According to a forum post from April 2012, another major insurer declined someone who takes no medications and only uses topical Retin-A Micro. The thread starter claimed the agent they spoke with said that company’s underwriting guidelines specifically say to decline Retin-A and Accutane. All underwriting guidelines vary, however, as rates and state laws also do.
Other Health Plans for Acne
If you are eligible for coverage through your employer or the government-funded Medicaid program, you will not qualify for a plan through the exchange, but you always have the choice of applying for an individual policy, unless you can’t afford it. Group insurance policies are also required by health reform to include a wide range of benefits, so you may have coverage for some acne treatments. Medicaid benefits vary from one state to another, and usually do not cover acne, as it might not be considered medically necessary to treat. As this is such a widespread condition in our country, Medicaid beneficiaries have found ways to reduce their blemishes on a budget, even when insurance doesn’t pay.
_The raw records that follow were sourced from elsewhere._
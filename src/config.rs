use std::env;
use std::str::FromStr;

use serde::{Deserialize, Serialize};

use crate::error::ConfigError;

/// Cycle length used when history is too short or too irregular.
pub const DEFAULT_CYCLE_LENGTH: u32 = 28;
/// Period length used when no plausible period has been logged.
pub const DEFAULT_PERIOD_LENGTH: u32 = 5;
/// Shortest and longest plausible period, in days.
pub const MIN_PERIOD_LENGTH: u32 = 2;
pub const MAX_PERIOD_LENGTH: u32 = 10;
/// Days from ovulation to the next period.
pub const LUTEAL_PHASE_DAYS: u32 = 14;

/// Thresholds for cycle averaging, phase bucketing and fertile window placement.
#[derive(Debug, Clone, PartialEq, Serialize, Deserialize)]
#[serde(default)]
pub struct CycleConfig {
    pub default_cycle_length: u32,
    /// Start-to-start deltas outside `[min, max]` are treated as outliers.
    pub min_cycle_length: u32,
    pub max_cycle_length: u32,
    /// Fewer plausible deltas than this falls back to the default length.
    pub min_usable_deltas: usize,
    pub default_period_length: u32,
    pub min_period_length: u32,
    pub max_period_length: u32,
    pub luteal_phase_days: u32,
    pub fertile_days_before_ovulation: u32,
    pub fertile_days_after_ovulation: u32,
    /// Follicular phase ends this many days before ovulation.
    pub follicular_margin_days: u32,
    /// Ovulation phase runs this many days past ovulation.
    pub ovulation_tail_days: u32,
}

impl Default for CycleConfig {
    fn default() -> Self {
        Self {
            default_cycle_length: DEFAULT_CYCLE_LENGTH,
            min_cycle_length: 21,
            max_cycle_length: 35,
            min_usable_deltas: 2,
            default_period_length: DEFAULT_PERIOD_LENGTH,
            min_period_length: MIN_PERIOD_LENGTH,
            max_period_length: MAX_PERIOD_LENGTH,
            luteal_phase_days: LUTEAL_PHASE_DAYS,
            fertile_days_before_ovulation: 5,
            fertile_days_after_ovulation: 1,
            follicular_margin_days: 2,
            ovulation_tail_days: 1,
        }
    }
}

#[derive(Debug, Clone, PartialEq, Serialize, Deserialize)]
#[serde(default)]
pub struct WeeklyConfig {
    pub window_days: u32,
    /// Half-week mean difference needed before a metric counts as moving.
    pub trend_threshold: f64,
}

impl Default for WeeklyConfig {
    fn default() -> Self {
        Self {
            window_days: 7,
            trend_threshold: 0.5,
        }
    }
}

#[derive(Debug, Clone, PartialEq, Serialize, Deserialize)]
#[serde(default)]
pub struct CorrelationConfig {
    /// Logs up to this many days before the start date form the baseline.
    pub before_window_days: i64,
    pub after_window_min_days: i64,
    pub after_window_max_days: i64,
    pub min_samples: usize,
    /// Absolute percentage change below which a result is dropped as noise.
    pub min_change_percent: f64,
}

impl Default for CorrelationConfig {
    fn default() -> Self {
        Self {
            before_window_days: 14,
            after_window_min_days: 7,
            after_window_max_days: 30,
            min_samples: 3,
            min_change_percent: 5.0,
        }
    }
}

#[derive(Debug, Clone, Default, PartialEq, Serialize, Deserialize)]
#[serde(default)]
pub struct AnalysisConfig {
    pub cycle: CycleConfig,
    pub weekly: WeeklyConfig,
    pub correlation: CorrelationConfig,
}

impl AnalysisConfig {
    /// Load configuration from `CYCLE_INSIGHTS_*` environment variables, falling
    /// back to defaults for anything unset.
    pub fn from_env() -> Result<Self, ConfigError> {
        let defaults = Self::default();
        let config = Self {
            cycle: CycleConfig {
                default_cycle_length: env_or(
                    "CYCLE_INSIGHTS_DEFAULT_CYCLE_LENGTH",
                    defaults.cycle.default_cycle_length,
                )?,
                min_cycle_length: env_or(
                    "CYCLE_INSIGHTS_MIN_CYCLE_LENGTH",
                    defaults.cycle.min_cycle_length,
                )?,
                max_cycle_length: env_or(
                    "CYCLE_INSIGHTS_MAX_CYCLE_LENGTH",
                    defaults.cycle.max_cycle_length,
                )?,
                default_period_length: env_or(
                    "CYCLE_INSIGHTS_DEFAULT_PERIOD_LENGTH",
                    defaults.cycle.default_period_length,
                )?,
                luteal_phase_days: env_or(
                    "CYCLE_INSIGHTS_LUTEAL_PHASE_DAYS",
                    defaults.cycle.luteal_phase_days,
                )?,
                ..defaults.cycle
            },
            weekly: WeeklyConfig {
                trend_threshold: env_or(
                    "CYCLE_INSIGHTS_TREND_THRESHOLD",
                    defaults.weekly.trend_threshold,
                )?,
                ..defaults.weekly
            },
            correlation: CorrelationConfig {
                min_samples: env_or(
                    "CYCLE_INSIGHTS_MIN_SAMPLES",
                    defaults.correlation.min_samples,
                )?,
                min_change_percent: env_or(
                    "CYCLE_INSIGHTS_MIN_CHANGE_PERCENT",
                    defaults.correlation.min_change_percent,
                )?,
                ..defaults.correlation
            },
        };
        config.validate()?;
        Ok(config)
    }

    pub fn validate(&self) -> Result<(), ConfigError> {
        let cycle = &self.cycle;
        if cycle.min_cycle_length == 0 || cycle.min_cycle_length > cycle.max_cycle_length {
            return Err(ConfigError::InvalidRange("cycle length"));
        }
        if cycle.min_period_length == 0 || cycle.min_period_length > cycle.max_period_length {
            return Err(ConfigError::InvalidRange("period length"));
        }
        if cycle.default_cycle_length <= cycle.luteal_phase_days {
            return Err(ConfigError::ValueOutOfRange(
                "default cycle length must exceed the luteal phase",
            ));
        }
        if cycle.default_period_length == 0 {
            return Err(ConfigError::ValueOutOfRange("default period length"));
        }

        if self.weekly.window_days == 0 {
            return Err(ConfigError::ValueOutOfRange("weekly window"));
        }
        if !(self.weekly.trend_threshold >= 0.0) {
            return Err(ConfigError::ValueOutOfRange("trend threshold"));
        }

        let correlation = &self.correlation;
        if correlation.before_window_days <= 0 {
            return Err(ConfigError::ValueOutOfRange("before window"));
        }
        if correlation.after_window_min_days < 0
            || correlation.after_window_min_days > correlation.after_window_max_days
        {
            return Err(ConfigError::InvalidRange("after window"));
        }
        if correlation.min_samples == 0 {
            return Err(ConfigError::ValueOutOfRange("minimum samples"));
        }
        if !(correlation.min_change_percent >= 0.0) {
            return Err(ConfigError::ValueOutOfRange("minimum change percent"));
        }
        Ok(())
    }
}

fn env_or<T: FromStr>(name: &'static str, default: T) -> Result<T, ConfigError> {
    match env::var(name) {
        Ok(raw) => match raw.trim().parse() {
            Ok(value) => Ok(value),
            Err(_) => Err(ConfigError::Parse { name, value: raw }),
        },
        Err(_) => Ok(default),
    }
}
Working for a large company means a full-time employee has the option of joining the group health plan. This is the most used form of health insurance in our country, and Obamacare requires all employers to offer essential health benefits to their full-time workers. If you have not yet considered obtaining coverage through the workplace, or having your spouse add you to their health plan it is worth comparing the cost to individual plans. While each company provides a different plan and benefits that cannot be predicted in advance, group coverage is often very comprehensive.
Always consult the schedule of benefits to find out what services are covered and how to obtain them. Costs and providers are also important to keep in mind. ACA regulations ensure that at least ten categories of care are included, but specifics are up to the insurer and your employer.
Medicaid and CHIP
Medicaid programs are unique to each state as far as income guidelines and benefits are concerned. If you qualify, you will be able to receive many types of care, but special health needs are covered only based on medical necessity. Depending on the severity of your or your child’s acne, some services may be considered medically necessary, and thus would be covered. If a service is not covered, you are responsible for paying the full cost. Medicaid does cover prescriptions, but an acne medication may not be approved.
In order to find out what your state’s Medicaid program covers, call your local Department of Health (or equivalent health or social services division). They should be able to answer your questions and let you know what services are included. According to various contributors on Acne.org, finding a discount pharmacy arrangement is the best way to go. Seeking out discounts via Sam’s Club, Walmart, Costco and Target are the least expensive sources of acne prescriptions.